WORK ITEM:
Using the listing below, set down exactly the lines starting at the line that contains "filename crates/routelens-core/src/error.rs" and ending at the line that contains "pub type Result<T>", both included, and no others.

+++

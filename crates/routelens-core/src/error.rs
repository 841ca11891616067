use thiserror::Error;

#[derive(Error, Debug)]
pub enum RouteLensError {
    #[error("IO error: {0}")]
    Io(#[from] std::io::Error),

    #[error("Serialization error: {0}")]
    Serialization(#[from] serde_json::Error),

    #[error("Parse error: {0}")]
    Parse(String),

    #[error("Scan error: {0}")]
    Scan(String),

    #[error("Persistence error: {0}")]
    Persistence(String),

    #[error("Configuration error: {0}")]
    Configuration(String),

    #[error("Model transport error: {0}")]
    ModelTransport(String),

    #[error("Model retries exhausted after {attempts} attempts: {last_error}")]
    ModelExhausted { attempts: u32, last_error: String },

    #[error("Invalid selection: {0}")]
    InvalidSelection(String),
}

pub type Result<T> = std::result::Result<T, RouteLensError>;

+++

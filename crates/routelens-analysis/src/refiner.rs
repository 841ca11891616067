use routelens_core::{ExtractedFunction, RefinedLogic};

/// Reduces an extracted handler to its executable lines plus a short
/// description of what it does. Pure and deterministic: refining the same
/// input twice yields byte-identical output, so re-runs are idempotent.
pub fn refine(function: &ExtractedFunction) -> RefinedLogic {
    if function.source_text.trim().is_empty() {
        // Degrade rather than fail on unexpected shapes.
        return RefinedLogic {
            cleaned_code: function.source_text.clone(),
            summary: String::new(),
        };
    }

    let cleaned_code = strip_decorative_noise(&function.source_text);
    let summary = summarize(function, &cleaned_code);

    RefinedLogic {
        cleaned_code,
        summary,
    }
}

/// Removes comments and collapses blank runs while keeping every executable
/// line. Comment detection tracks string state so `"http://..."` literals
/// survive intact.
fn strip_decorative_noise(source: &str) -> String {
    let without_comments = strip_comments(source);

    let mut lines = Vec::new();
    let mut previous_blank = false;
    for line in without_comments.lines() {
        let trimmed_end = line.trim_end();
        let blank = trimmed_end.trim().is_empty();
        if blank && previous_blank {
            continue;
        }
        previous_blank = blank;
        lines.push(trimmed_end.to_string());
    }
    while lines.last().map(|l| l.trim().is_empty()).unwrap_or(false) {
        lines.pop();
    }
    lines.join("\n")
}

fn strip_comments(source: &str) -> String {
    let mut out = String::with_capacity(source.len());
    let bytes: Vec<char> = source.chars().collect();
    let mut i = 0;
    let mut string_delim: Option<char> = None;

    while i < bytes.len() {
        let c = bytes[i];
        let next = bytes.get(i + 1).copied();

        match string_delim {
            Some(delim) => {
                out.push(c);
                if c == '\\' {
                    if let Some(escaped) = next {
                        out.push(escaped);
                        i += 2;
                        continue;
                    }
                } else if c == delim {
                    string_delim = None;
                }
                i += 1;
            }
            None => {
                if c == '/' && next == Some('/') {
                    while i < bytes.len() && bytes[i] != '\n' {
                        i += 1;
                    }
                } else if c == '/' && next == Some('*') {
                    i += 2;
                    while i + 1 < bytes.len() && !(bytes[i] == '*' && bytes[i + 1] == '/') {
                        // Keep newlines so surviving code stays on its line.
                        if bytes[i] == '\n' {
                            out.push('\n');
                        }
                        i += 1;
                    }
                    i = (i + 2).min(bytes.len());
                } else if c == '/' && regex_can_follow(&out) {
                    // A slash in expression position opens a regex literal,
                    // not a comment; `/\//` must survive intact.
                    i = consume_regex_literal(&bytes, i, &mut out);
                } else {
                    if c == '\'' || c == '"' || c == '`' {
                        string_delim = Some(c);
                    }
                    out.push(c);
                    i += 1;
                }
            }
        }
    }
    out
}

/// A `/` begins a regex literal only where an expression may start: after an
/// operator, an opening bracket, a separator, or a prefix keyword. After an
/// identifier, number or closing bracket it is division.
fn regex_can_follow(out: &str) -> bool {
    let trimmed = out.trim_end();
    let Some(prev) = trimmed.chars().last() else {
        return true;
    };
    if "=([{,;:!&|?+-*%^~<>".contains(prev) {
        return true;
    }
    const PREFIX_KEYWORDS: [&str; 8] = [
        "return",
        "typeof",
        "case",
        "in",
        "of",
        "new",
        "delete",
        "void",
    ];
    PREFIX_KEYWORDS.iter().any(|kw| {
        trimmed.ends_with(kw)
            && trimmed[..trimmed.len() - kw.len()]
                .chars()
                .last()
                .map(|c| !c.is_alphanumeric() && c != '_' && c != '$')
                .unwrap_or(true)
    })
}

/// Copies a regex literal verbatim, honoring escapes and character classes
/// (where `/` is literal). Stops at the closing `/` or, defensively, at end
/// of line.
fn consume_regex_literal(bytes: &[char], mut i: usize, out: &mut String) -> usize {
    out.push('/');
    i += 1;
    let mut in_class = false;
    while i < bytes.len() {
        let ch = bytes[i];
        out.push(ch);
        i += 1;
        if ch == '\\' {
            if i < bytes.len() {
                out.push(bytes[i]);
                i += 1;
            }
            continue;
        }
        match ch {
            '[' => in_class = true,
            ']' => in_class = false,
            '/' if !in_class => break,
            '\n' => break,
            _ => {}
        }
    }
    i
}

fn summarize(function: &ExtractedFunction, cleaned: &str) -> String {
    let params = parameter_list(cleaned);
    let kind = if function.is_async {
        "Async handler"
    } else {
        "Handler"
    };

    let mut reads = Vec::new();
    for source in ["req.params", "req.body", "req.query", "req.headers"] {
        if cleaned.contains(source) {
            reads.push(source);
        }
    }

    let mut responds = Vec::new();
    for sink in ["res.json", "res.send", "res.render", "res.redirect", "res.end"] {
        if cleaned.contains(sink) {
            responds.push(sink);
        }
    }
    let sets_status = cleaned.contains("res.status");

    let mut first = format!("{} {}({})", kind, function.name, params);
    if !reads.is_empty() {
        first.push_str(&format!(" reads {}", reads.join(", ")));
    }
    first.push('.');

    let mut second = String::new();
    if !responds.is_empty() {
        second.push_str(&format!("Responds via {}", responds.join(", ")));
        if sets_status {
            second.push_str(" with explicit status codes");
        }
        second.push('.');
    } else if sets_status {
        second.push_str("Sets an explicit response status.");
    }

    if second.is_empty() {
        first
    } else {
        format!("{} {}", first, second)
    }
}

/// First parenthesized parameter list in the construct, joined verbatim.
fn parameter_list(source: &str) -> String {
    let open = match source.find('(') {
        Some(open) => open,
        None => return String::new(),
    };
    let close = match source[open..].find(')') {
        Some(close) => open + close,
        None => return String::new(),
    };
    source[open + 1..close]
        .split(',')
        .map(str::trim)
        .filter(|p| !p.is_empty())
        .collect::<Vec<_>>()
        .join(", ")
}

+++

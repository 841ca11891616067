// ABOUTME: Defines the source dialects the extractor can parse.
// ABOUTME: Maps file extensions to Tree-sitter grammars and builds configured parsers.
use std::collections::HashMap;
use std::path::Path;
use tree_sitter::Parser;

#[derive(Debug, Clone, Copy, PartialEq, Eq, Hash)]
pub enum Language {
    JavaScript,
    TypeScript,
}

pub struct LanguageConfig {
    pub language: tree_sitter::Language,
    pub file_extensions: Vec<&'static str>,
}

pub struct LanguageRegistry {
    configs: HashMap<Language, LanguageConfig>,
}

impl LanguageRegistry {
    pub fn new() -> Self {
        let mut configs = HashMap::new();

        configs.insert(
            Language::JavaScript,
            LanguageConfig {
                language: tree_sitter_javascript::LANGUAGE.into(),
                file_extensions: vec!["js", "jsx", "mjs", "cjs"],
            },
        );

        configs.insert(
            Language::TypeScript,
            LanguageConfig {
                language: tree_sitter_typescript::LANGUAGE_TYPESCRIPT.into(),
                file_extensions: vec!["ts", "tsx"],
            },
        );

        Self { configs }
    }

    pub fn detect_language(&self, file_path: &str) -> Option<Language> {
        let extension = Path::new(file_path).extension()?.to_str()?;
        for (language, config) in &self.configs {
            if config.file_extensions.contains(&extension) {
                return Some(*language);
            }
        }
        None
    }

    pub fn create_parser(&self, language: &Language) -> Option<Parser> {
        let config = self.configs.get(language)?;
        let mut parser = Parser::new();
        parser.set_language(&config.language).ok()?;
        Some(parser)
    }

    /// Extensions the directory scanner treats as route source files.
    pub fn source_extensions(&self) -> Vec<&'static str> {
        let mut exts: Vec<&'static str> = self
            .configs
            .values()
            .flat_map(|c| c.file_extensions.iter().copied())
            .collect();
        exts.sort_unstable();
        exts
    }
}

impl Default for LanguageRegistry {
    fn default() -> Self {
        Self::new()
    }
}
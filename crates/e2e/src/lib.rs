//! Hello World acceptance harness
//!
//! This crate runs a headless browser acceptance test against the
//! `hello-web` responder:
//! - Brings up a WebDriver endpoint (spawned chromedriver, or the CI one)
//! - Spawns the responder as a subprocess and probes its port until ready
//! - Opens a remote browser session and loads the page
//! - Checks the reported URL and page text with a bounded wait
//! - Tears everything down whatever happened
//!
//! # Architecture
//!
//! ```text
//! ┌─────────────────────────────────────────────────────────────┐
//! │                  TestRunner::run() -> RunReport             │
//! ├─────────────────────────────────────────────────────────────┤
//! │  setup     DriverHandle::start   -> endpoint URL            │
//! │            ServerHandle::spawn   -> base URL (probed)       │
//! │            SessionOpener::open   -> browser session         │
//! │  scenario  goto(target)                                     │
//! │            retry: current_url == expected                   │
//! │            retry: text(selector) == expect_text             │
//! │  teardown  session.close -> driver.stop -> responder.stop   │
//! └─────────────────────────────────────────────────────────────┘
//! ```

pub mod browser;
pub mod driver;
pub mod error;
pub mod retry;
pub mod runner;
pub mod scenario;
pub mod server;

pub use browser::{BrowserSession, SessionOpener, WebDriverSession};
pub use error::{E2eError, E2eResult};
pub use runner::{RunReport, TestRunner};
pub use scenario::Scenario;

+++

ANSWER TO THIS PROBLEM:
filename crates/routelens-core/src/error.rs
repository 841ca11891616067
use thiserror::Error;

#[derive(Error, Debug)]
pub enum RouteLensError {
    #[error("IO error: {0}")]
    Io(#[from] std::io::Error),

    #[error("Serialization error: {0}")]
    Serialization(#[from] serde_json::Error),

    #[error("Parse error: {0}")]
    Parse(String),

    #[error("Scan error: {0}")]
    Scan(String),

    #[error("Persistence error: {0}")]
    Persistence(String),

    #[error("Configuration error: {0}")]
    Configuration(String),

    #[error("Model transport error: {0}")]
    ModelTransport(String),

    #[error("Model retries exhausted after {attempts} attempts: {last_error}")]
    ModelExhausted { attempts: u32, last_error: String },

    #[error("Invalid selection: {0}")]
    InvalidSelection(String),
}

pub type Result<T> = std::result::Result<T, RouteLensError>;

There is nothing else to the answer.